Preferably, the constructing a nonlinear network utility evaluation model according to the importance degree of the QoS attribute set and the interaction index between the two attributes includes:
Constructing a nonlinear network utility evaluation model:
wherein w i represents the importance of the QoS attribute set, and w ij is an interaction index between every two attributes; when y i is a benefit type QoS, When y i is a cost QoS,/>
Preferably, the importance degree w i of the QoS attribute set satisfies the following objective function:
The limiting conditions are as follows:
wherein, the global importance of w g set denoted by alpha is lower bound to the difference value of the attribute indexes in the set to act independently.
Preferably, the performing vertical handover with the candidate network to be accessed with the largest utility value as the optimal network includes:
calculating utility values of p candidate networks to be accessed, and finishing vertical switching according to a switching strategy pi:
π=max Un(G),n=1,2…p
where pi represents the candidate network to which the maximum utility function corresponds.
The beneficial effects are that: the invention abandons the excessively ideal assumption of independent QoS and linearly additive in the prior method, and provides the multi-mode intelligent terminal heterogeneous wireless network vertical switching method based on the QoS correlation and heterogeneous wireless network performance evaluation of the multi-attribute nonlinear set in the actual wireless network, which can enable the terminal to be switched to the optimal heterogeneous wireless network, reduce error switching and invalid switching, maintain always the optimal link principle and improve the user experience QoE and the service efficiency of the heterogeneous wireless network.
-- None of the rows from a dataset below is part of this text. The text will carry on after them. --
use anyhow::Result;
use chrono::NaiveDate;
use clap::Parser;
use secrecy::SecretString;

use poalim_scraper::models::Credentials;
use poalim_scraper::scraper::{ScrapeOptions, Scraper};

#[derive(Parser)]
#[command(name = "poalim-scraper")]
#[command(about = "Scrape Bank Hapoalim accounts and transactions")]
struct Cli {
    /// Show the browser window instead of running headless
    #[arg(long)]
    headful: bool,

    /// Earliest transaction date to request (YYYY-MM-DD)
    #[arg(long)]
    start_date: Option<NaiveDate>,
}

#[tokio::main]
async fn main() -> Result<()> {
    tracing_subscriber::fmt()
        .with_env_filter(tracing_subscriber::EnvFilter::from_default_env())
        .init();

    let cli = Cli::parse();

    let credentials = Credentials {
        user_code: std::env::var("POALIM_USER_CODE").ok(),
        password: std::env::var("POALIM_PASSWORD").ok().map(SecretString::from),
    };

    let options = ScrapeOptions {
        start_date: cli.start_date,
        ..ScrapeOptions::default()
    };

    let scraper = Scraper::setup(!cli.headful).await?.with_options(options);
    let result = scraper.get_account_data(&credentials).await;
    scraper.close().await;

    println!("{}", serde_json::to_string_pretty(&result)?);

    if !result.success {
        std::process::exit(1);
    }
    Ok(())
}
Features and advantages of the present invention will become apparent by reference to the following drawings and detailed description of embodiments of the invention.
Drawings
FIG. 1 is a flow chart of a network vertical handover method of a multimode intelligent terminal;
fig. 2 is a schematic diagram of a network vertical handover scenario of a multimode intelligent terminal.
Detailed Description
The following description of the embodiments of the present invention will be made clearly and fully with reference to the accompanying drawings, in which it is evident that the embodiments described are only some, but not all embodiments of the invention. All other embodiments, which can be made by those skilled in the art based on the embodiments of the invention without making any inventive effort, are intended to be within the scope of the invention.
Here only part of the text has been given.